# PROBLEM TO WORK ON:
The answer must be every line from the entries below that contains "DateTime".

# RECORDS SHOWN:
================
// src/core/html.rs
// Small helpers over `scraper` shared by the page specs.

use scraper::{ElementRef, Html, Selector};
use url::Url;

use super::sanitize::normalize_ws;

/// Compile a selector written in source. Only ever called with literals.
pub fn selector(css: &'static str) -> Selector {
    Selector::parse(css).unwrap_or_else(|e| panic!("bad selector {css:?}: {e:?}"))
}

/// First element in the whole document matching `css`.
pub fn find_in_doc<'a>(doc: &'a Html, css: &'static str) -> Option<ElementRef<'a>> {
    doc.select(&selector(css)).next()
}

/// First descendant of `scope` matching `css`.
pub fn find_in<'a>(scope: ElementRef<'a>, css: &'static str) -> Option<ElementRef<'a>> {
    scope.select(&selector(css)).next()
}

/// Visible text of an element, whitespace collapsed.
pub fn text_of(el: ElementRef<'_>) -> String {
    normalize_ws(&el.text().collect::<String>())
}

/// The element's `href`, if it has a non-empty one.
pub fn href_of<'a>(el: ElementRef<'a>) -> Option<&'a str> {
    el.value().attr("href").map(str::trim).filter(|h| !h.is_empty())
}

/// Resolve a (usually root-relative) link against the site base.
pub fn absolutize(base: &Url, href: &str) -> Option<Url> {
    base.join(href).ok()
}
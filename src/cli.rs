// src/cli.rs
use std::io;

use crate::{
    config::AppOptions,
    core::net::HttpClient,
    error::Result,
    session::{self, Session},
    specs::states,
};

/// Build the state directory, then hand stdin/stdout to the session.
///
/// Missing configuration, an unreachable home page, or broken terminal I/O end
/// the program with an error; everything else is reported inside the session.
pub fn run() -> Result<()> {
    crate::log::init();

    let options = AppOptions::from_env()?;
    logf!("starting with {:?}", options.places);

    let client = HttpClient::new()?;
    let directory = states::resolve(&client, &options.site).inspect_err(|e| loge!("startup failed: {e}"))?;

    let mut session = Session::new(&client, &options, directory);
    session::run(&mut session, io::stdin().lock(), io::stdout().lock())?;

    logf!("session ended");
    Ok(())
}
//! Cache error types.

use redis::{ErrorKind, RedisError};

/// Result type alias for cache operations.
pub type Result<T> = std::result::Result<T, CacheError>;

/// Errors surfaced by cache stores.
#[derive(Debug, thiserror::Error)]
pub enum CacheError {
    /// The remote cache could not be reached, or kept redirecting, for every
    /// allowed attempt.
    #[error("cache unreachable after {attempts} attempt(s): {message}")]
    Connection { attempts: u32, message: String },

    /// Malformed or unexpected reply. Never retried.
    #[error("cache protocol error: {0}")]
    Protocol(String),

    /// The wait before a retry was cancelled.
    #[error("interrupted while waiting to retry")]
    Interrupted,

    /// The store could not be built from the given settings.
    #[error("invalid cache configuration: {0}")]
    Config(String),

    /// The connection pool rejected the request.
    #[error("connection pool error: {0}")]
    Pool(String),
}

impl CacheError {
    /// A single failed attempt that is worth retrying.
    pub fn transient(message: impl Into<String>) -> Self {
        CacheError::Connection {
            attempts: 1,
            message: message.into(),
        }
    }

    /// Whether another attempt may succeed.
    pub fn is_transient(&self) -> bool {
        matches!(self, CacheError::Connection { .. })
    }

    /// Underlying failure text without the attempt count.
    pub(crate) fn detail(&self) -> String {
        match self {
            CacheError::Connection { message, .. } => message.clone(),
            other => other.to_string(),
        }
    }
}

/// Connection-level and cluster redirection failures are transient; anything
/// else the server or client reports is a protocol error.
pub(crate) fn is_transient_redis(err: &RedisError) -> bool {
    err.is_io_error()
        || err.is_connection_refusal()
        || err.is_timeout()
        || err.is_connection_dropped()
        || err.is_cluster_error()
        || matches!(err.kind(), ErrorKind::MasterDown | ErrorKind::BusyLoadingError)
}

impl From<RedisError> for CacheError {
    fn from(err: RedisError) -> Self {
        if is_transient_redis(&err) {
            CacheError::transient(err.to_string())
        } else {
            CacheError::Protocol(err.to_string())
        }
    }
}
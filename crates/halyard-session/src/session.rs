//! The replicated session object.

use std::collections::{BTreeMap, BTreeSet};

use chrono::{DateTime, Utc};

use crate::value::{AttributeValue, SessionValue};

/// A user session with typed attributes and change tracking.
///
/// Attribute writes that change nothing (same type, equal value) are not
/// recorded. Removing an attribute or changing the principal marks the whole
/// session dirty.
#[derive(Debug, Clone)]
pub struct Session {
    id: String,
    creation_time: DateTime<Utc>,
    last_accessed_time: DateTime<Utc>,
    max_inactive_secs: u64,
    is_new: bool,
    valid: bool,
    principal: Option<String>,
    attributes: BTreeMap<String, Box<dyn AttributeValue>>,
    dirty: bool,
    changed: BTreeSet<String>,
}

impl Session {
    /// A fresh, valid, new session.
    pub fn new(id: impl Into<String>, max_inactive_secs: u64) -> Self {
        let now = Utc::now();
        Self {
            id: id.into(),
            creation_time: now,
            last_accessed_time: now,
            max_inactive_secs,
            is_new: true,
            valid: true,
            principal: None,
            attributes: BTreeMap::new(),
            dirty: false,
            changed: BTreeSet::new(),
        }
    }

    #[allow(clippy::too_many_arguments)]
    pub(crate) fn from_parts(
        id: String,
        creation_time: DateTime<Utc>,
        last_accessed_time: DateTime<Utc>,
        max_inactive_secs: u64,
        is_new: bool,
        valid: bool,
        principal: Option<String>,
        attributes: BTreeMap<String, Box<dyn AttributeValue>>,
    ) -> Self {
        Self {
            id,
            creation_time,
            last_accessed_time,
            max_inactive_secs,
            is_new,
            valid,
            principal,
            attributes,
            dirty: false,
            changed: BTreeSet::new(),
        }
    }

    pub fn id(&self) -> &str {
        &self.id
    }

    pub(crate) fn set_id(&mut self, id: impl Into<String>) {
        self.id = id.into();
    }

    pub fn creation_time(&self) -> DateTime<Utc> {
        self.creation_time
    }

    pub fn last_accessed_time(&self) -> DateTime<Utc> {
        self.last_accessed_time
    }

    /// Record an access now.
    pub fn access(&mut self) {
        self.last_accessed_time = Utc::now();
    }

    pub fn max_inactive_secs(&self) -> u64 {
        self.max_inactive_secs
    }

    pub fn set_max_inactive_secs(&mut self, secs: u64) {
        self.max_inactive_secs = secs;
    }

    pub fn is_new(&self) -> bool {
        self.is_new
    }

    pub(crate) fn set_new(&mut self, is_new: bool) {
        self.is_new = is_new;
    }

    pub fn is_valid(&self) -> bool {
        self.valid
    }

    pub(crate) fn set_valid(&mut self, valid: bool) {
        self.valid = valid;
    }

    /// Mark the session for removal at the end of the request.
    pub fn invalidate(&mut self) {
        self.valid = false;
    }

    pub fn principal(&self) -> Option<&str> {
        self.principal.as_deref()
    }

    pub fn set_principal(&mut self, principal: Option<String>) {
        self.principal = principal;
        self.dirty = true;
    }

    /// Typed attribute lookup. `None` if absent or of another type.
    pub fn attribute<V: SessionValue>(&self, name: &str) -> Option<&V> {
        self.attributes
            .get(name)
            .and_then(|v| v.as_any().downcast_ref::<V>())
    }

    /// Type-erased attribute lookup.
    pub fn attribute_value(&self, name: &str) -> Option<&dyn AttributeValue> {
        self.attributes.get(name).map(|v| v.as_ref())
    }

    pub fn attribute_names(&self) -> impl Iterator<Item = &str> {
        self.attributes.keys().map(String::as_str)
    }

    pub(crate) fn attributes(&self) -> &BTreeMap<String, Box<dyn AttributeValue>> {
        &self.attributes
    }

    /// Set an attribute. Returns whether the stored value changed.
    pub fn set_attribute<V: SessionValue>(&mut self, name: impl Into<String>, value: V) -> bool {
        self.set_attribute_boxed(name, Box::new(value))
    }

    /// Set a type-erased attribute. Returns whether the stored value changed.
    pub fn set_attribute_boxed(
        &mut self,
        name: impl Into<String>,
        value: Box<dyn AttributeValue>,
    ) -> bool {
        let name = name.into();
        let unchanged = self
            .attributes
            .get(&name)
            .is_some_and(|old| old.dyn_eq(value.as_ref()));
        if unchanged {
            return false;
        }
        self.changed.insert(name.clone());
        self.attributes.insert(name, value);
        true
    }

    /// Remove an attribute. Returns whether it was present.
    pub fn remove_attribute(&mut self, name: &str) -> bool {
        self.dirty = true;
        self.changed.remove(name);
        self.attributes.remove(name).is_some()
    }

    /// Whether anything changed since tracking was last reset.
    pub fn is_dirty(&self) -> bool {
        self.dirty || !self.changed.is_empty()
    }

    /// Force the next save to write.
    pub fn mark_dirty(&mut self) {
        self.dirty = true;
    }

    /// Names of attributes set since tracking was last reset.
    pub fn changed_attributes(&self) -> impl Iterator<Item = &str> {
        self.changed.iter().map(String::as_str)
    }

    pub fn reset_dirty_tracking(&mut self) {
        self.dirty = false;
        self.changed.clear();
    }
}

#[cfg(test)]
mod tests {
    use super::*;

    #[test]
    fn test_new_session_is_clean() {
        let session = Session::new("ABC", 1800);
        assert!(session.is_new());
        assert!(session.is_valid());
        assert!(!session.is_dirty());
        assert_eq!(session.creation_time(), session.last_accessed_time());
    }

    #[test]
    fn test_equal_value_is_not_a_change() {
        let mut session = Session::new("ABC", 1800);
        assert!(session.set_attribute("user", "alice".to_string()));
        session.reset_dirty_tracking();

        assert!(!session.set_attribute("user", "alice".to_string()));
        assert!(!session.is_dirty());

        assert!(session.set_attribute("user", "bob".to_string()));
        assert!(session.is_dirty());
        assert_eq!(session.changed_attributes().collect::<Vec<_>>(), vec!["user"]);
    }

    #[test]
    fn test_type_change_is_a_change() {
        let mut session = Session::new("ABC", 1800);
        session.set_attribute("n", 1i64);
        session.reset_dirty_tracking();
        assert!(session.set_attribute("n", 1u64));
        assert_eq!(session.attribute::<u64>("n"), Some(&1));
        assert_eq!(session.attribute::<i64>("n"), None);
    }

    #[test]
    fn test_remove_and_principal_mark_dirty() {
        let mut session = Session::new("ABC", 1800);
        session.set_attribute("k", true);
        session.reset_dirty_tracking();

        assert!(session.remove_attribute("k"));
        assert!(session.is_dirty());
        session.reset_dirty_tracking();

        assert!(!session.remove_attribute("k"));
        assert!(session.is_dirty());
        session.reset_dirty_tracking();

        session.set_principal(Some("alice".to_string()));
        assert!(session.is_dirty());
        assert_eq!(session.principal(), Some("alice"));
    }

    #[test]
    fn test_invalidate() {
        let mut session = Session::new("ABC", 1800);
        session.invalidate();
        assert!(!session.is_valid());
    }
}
================
# RESPONSE BELOW:
use chrono::{DateTime, Utc};
    creation_time: DateTime<Utc>,
    last_accessed_time: DateTime<Utc>,
        creation_time: DateTime<Utc>,
        last_accessed_time: DateTime<Utc>,
    pub fn creation_time(&self) -> DateTime<Utc> {
    pub fn last_accessed_time(&self) -> DateTime<Utc> {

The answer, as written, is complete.